▶ _THE INPUT_:
*-*-*

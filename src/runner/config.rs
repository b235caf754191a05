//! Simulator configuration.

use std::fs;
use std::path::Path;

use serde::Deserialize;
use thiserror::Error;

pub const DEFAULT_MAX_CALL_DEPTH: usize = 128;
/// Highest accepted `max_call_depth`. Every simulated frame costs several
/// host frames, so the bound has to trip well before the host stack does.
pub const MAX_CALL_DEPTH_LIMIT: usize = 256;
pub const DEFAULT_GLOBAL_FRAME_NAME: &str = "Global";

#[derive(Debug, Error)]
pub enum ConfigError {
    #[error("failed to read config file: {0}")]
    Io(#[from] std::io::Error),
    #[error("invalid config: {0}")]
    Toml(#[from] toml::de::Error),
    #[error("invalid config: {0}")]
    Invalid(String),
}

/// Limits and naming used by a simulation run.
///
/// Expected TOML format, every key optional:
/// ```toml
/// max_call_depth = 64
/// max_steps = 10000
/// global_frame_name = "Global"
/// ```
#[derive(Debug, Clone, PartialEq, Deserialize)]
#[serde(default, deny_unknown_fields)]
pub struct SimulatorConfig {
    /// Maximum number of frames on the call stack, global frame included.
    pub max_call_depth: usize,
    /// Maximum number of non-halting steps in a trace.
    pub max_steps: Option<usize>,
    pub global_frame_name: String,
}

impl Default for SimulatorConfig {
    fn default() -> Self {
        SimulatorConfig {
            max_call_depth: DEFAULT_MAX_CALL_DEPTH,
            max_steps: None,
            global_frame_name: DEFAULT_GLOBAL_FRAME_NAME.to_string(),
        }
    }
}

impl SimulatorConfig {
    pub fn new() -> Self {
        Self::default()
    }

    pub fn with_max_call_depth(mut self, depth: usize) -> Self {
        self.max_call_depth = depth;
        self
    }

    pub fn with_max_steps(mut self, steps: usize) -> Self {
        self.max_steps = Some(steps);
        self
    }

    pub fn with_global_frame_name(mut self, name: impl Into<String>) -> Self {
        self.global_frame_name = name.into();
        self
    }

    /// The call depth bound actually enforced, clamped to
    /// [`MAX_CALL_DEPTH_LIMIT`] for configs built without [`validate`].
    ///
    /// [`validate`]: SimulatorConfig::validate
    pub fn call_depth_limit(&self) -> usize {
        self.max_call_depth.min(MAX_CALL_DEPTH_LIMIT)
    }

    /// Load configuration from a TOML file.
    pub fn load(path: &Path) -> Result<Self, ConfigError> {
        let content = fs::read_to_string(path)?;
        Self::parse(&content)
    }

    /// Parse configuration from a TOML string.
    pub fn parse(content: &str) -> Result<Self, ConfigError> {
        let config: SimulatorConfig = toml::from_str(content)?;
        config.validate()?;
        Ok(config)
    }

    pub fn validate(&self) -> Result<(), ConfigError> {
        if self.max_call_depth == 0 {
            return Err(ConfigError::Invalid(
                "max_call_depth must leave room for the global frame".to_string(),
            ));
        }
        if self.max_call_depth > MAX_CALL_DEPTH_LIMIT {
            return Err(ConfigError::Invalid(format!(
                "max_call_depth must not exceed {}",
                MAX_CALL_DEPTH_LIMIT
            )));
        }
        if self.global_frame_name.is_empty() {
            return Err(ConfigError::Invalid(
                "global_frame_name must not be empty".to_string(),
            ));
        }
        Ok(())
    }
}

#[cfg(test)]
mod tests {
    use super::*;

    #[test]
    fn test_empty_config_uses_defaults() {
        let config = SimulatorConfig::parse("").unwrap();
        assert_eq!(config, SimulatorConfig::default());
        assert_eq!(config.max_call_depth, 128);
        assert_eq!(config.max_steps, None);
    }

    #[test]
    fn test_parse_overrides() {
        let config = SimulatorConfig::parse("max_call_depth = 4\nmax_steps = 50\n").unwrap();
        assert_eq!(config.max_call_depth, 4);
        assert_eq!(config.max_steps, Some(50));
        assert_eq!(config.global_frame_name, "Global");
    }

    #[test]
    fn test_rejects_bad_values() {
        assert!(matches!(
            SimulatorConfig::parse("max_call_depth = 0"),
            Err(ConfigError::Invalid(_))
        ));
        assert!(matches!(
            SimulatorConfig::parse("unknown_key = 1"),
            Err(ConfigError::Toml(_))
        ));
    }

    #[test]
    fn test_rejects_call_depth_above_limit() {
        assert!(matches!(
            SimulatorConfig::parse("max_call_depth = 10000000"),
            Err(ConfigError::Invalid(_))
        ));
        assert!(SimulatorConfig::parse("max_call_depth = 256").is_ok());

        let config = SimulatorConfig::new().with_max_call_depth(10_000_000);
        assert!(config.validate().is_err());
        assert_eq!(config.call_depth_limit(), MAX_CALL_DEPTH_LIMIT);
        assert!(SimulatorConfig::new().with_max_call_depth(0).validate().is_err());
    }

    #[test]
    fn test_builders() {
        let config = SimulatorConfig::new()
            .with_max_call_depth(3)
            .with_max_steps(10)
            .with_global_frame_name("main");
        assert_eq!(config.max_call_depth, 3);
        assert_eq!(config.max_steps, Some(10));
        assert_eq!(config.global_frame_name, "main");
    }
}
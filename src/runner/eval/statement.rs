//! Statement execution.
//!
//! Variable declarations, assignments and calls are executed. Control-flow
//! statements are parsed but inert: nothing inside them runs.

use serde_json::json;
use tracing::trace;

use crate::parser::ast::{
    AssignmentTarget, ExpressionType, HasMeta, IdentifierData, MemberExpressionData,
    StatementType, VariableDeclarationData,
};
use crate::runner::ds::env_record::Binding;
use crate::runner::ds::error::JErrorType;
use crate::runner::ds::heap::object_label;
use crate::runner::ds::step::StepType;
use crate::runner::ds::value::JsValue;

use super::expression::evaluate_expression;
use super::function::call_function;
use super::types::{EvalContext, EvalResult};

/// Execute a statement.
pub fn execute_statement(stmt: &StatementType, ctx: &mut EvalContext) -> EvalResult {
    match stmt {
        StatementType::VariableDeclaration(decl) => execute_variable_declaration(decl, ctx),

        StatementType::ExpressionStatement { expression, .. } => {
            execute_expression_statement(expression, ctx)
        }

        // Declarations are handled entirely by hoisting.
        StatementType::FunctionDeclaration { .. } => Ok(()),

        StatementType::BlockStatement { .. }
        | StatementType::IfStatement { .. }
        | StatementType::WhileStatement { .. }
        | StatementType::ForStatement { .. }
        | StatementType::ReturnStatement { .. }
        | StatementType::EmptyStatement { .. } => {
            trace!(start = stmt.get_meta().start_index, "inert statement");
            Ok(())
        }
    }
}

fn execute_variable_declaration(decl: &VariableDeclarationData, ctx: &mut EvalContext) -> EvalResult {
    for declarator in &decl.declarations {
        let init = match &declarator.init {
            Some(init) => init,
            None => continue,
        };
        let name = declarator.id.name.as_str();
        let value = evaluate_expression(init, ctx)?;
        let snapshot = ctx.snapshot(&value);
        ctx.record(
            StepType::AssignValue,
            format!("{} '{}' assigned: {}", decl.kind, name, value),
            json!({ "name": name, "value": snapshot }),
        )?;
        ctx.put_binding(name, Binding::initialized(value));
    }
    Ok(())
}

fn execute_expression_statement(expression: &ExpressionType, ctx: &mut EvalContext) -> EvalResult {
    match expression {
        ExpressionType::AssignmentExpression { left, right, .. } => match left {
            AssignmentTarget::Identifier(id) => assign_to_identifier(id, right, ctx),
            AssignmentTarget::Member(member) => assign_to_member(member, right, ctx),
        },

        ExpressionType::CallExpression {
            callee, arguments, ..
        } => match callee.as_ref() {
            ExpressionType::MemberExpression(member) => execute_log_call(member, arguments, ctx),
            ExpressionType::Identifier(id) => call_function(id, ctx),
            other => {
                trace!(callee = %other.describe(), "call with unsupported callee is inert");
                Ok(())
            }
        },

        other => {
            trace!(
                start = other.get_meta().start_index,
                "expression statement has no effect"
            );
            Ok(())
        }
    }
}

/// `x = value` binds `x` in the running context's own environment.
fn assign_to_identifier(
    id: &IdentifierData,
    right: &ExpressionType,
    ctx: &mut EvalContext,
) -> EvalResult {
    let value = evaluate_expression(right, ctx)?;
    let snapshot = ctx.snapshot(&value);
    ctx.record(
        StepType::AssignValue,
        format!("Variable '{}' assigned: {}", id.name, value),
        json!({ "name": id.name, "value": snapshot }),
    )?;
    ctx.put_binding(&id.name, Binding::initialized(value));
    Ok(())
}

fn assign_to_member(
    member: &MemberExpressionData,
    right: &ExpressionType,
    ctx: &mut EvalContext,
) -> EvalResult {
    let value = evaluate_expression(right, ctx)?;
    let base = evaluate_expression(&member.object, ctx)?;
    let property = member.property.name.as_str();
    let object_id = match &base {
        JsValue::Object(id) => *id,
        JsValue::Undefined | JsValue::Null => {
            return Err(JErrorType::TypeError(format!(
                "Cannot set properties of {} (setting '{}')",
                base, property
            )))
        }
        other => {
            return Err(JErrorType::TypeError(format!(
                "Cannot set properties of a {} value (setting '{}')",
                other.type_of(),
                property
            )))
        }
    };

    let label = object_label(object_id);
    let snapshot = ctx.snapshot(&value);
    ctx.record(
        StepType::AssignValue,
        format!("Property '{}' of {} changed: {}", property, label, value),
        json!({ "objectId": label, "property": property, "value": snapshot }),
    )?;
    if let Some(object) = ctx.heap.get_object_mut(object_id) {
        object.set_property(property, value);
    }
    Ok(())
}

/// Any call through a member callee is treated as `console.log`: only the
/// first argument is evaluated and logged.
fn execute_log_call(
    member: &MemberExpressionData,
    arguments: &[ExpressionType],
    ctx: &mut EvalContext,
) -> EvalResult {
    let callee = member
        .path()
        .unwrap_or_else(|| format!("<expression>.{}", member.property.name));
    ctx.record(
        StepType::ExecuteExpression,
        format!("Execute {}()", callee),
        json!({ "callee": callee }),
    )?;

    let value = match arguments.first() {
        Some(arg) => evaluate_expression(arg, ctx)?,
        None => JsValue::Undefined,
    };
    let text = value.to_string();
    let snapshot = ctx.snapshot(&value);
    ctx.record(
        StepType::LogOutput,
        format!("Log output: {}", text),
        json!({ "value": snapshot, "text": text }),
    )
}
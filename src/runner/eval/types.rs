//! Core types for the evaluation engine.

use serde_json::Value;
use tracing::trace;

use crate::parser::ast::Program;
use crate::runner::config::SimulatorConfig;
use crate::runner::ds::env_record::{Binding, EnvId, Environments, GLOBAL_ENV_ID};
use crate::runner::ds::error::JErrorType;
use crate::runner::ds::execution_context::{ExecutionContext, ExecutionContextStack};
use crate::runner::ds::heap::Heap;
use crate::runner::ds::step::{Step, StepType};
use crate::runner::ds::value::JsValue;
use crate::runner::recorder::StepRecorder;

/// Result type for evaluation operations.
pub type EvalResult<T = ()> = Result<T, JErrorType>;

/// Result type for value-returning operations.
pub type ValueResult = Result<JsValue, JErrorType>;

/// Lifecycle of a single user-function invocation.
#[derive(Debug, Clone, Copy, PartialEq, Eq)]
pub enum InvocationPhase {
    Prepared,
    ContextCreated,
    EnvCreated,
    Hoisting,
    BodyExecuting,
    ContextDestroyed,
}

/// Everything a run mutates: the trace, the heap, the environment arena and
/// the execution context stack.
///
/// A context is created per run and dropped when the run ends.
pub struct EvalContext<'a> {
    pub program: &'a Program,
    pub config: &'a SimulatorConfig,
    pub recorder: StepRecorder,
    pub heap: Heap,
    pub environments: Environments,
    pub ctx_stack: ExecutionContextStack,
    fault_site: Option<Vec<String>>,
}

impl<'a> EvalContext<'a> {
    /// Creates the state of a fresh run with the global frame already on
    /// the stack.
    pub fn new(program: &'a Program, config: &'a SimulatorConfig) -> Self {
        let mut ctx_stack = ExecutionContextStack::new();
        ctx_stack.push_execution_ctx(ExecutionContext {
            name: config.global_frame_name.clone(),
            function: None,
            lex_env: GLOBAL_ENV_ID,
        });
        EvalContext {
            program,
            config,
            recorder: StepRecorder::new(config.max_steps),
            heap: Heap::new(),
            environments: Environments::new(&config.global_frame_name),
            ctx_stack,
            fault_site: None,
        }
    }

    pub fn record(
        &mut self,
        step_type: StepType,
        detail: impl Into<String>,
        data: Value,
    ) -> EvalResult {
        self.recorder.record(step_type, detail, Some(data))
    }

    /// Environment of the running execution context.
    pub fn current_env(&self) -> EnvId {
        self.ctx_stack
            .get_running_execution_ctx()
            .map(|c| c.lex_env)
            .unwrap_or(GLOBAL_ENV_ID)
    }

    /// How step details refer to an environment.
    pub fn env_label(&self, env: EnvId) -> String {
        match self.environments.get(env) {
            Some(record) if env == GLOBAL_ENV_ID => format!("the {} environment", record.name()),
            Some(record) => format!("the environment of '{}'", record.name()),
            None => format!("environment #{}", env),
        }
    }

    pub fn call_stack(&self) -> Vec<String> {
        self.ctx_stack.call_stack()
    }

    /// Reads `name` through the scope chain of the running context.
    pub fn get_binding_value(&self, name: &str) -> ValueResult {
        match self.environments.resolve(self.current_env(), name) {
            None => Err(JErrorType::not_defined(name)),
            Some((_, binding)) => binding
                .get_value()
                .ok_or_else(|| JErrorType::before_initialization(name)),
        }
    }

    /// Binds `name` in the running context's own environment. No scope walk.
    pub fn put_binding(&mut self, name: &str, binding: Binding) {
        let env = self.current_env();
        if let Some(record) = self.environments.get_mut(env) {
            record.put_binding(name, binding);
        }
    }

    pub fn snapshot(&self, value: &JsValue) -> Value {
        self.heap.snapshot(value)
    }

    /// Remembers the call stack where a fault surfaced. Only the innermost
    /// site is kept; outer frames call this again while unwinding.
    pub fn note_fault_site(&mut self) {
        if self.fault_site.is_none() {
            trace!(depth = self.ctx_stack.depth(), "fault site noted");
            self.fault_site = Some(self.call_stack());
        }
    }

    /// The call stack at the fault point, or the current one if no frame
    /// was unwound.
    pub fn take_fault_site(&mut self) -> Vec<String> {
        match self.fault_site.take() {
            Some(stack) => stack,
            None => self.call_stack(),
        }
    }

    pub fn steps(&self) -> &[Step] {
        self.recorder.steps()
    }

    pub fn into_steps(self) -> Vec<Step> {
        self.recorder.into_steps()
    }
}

*-*-*

▶ _TASK OBJECTIVE_:
The result is a copy of every line above where the word "Maximum" shows up.

▶ _ANSWER TO THE PROBLEM_:
    /// Maximum number of frames on the call stack, global frame included.
    /// Maximum number of non-halting steps in a trace.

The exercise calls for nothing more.